*** DATA PROVIDED Section Begins ***

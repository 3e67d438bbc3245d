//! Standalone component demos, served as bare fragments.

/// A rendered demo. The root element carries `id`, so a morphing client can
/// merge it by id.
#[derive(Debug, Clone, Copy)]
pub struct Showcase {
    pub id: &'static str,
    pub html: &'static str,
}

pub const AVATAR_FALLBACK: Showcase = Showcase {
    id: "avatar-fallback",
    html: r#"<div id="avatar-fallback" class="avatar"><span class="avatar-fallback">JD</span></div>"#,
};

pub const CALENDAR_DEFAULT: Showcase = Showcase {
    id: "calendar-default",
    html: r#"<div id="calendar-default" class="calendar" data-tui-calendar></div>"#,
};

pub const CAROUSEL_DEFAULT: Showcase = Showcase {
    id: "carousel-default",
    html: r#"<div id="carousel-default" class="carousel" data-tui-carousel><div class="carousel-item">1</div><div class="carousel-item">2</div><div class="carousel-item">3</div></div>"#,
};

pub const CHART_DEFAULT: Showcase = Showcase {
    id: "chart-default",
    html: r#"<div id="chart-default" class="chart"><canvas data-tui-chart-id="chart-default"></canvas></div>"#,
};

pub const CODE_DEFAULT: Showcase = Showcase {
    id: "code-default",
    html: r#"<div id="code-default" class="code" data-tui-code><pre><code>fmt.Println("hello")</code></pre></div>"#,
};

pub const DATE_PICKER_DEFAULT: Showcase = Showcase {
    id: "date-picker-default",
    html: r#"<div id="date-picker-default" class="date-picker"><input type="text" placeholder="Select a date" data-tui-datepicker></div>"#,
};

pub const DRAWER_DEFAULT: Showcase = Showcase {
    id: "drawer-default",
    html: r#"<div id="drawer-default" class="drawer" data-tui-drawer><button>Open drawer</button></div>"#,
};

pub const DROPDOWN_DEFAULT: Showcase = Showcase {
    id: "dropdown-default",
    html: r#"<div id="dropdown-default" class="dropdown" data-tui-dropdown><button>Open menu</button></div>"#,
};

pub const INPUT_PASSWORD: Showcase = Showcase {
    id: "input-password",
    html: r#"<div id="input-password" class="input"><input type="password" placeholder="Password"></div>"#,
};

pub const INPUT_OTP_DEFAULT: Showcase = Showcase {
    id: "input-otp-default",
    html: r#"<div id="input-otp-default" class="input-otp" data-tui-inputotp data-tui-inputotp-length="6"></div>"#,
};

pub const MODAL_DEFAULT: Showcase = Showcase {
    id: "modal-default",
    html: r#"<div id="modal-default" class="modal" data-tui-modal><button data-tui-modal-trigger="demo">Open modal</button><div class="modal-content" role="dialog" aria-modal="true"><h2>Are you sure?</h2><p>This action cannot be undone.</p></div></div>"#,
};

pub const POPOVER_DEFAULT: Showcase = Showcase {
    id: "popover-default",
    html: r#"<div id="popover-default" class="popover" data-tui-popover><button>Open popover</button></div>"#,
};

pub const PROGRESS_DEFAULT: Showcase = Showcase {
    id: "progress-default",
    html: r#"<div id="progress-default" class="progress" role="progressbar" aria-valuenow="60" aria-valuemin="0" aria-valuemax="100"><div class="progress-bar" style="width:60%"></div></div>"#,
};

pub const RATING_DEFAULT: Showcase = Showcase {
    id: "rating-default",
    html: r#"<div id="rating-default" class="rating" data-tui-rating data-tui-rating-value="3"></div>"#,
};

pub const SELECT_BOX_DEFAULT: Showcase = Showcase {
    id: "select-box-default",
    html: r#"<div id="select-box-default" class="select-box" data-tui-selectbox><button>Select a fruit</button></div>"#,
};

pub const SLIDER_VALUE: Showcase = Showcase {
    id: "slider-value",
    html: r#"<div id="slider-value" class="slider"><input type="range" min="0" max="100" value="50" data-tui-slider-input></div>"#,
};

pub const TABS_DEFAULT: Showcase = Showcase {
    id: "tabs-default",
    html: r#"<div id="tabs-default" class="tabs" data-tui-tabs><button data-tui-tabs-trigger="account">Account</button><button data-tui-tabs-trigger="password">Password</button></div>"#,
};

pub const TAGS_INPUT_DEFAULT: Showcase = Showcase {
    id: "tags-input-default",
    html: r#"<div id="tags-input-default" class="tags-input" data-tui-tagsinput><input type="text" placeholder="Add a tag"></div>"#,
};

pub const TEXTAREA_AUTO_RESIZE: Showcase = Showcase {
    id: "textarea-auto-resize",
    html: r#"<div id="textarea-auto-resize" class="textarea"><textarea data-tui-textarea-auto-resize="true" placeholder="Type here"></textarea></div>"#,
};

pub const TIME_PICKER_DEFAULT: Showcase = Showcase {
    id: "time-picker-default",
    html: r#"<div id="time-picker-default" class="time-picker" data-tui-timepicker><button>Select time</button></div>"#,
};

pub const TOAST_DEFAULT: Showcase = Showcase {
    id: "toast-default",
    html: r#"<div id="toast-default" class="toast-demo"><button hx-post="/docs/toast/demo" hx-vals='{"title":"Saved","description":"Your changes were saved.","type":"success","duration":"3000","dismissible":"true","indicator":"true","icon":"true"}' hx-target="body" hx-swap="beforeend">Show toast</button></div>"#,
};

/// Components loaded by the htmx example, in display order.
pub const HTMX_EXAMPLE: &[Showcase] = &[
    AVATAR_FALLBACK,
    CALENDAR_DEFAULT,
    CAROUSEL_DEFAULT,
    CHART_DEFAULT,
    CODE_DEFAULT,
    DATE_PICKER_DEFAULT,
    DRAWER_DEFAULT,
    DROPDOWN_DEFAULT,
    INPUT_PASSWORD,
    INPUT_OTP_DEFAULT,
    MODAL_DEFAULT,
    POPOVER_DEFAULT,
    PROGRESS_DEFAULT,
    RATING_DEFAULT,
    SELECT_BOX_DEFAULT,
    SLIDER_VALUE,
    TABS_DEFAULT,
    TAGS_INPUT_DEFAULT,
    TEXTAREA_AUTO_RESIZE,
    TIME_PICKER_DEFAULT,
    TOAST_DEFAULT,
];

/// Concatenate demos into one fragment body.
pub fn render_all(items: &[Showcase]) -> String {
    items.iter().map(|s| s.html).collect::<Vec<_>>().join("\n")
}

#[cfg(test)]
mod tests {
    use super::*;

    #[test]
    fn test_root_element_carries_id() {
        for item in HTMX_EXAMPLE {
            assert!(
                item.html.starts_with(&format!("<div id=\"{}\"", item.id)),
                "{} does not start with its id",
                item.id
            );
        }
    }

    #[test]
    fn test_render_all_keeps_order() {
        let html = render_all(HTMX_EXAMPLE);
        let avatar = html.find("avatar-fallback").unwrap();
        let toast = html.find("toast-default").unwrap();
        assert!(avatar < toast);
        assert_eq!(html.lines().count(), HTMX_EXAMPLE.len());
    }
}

*** DATA PROVIDED Section Ends ***
*** DATA PROVIDED Section Begins ***

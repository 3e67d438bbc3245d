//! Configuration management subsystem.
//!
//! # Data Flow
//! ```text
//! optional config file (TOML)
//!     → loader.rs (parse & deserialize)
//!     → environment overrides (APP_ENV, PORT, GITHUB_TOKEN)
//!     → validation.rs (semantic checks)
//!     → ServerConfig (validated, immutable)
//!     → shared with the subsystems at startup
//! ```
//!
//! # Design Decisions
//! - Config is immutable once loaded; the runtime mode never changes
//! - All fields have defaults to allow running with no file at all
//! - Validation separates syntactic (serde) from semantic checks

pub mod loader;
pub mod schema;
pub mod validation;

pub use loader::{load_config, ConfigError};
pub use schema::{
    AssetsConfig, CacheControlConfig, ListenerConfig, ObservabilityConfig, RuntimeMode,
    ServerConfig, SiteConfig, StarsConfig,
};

*** DATA PROVIDED Section Ends ***
*** DATA PROVIDED Section Begins ***

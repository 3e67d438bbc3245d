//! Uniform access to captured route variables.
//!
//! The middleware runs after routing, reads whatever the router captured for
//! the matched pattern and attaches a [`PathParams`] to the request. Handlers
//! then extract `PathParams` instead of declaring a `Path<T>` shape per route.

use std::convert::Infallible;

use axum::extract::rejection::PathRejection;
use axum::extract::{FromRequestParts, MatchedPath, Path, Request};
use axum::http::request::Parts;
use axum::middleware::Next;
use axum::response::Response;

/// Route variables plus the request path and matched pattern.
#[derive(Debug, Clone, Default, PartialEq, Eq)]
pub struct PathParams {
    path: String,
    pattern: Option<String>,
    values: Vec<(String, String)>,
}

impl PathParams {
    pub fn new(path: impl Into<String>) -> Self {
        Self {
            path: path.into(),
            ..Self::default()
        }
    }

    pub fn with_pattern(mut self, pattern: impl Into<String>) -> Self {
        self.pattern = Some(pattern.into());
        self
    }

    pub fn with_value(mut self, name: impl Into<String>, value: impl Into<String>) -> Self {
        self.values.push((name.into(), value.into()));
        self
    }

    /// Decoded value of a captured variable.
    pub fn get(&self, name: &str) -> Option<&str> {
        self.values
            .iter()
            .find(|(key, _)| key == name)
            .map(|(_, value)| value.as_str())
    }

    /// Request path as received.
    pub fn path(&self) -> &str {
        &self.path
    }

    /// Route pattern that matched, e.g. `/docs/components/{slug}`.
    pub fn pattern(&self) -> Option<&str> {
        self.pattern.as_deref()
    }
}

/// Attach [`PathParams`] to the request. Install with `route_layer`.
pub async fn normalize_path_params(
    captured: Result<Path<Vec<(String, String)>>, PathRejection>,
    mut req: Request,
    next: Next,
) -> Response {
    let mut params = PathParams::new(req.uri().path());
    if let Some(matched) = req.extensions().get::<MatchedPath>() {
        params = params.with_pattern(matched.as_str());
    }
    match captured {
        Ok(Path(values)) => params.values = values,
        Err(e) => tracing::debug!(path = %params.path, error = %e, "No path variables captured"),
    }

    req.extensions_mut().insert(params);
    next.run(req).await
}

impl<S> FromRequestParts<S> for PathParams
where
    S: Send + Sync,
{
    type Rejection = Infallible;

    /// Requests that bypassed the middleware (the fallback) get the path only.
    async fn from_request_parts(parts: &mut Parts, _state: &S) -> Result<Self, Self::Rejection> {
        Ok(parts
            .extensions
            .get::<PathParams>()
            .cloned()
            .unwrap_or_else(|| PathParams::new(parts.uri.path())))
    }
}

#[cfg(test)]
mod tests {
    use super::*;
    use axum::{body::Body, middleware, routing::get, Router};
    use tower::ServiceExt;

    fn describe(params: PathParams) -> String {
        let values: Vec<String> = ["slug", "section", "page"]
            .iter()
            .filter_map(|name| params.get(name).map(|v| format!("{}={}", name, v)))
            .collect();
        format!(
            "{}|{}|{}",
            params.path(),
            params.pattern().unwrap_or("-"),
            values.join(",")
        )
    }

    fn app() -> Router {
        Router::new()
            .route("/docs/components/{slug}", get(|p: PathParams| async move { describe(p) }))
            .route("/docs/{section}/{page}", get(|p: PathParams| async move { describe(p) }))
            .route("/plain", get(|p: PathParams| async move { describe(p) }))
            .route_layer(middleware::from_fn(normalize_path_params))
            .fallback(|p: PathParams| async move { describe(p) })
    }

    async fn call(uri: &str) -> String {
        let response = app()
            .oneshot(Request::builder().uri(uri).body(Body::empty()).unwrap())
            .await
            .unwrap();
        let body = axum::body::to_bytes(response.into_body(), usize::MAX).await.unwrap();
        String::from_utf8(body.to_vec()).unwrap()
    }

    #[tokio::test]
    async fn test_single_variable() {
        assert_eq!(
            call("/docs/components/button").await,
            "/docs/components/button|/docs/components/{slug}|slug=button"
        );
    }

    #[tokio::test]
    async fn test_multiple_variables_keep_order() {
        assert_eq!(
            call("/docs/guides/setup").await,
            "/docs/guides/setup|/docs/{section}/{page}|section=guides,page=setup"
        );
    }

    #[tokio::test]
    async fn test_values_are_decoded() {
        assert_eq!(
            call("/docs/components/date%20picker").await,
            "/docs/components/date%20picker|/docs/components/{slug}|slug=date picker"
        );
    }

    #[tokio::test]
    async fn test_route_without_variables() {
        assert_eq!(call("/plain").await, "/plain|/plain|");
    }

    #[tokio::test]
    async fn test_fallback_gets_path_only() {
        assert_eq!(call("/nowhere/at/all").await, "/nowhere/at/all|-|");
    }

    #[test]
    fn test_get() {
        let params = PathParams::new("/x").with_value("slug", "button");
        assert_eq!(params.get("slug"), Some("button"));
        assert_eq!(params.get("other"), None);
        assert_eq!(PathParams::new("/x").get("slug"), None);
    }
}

*** DATA PROVIDED Section Ends ***

ACTIVITY:
Scan the entries above for the word "describe" and collect each line holding it.

RESPONSE BELOW:
    fn describe(params: PathParams) -> String {
            .route("/docs/components/{slug}", get(|p: PathParams| async move { describe(p) }))
            .route("/docs/{section}/{page}", get(|p: PathParams| async move { describe(p) }))
            .route("/plain", get(|p: PathParams| async move { describe(p) }))
            .fallback(|p: PathParams| async move { describe(p) })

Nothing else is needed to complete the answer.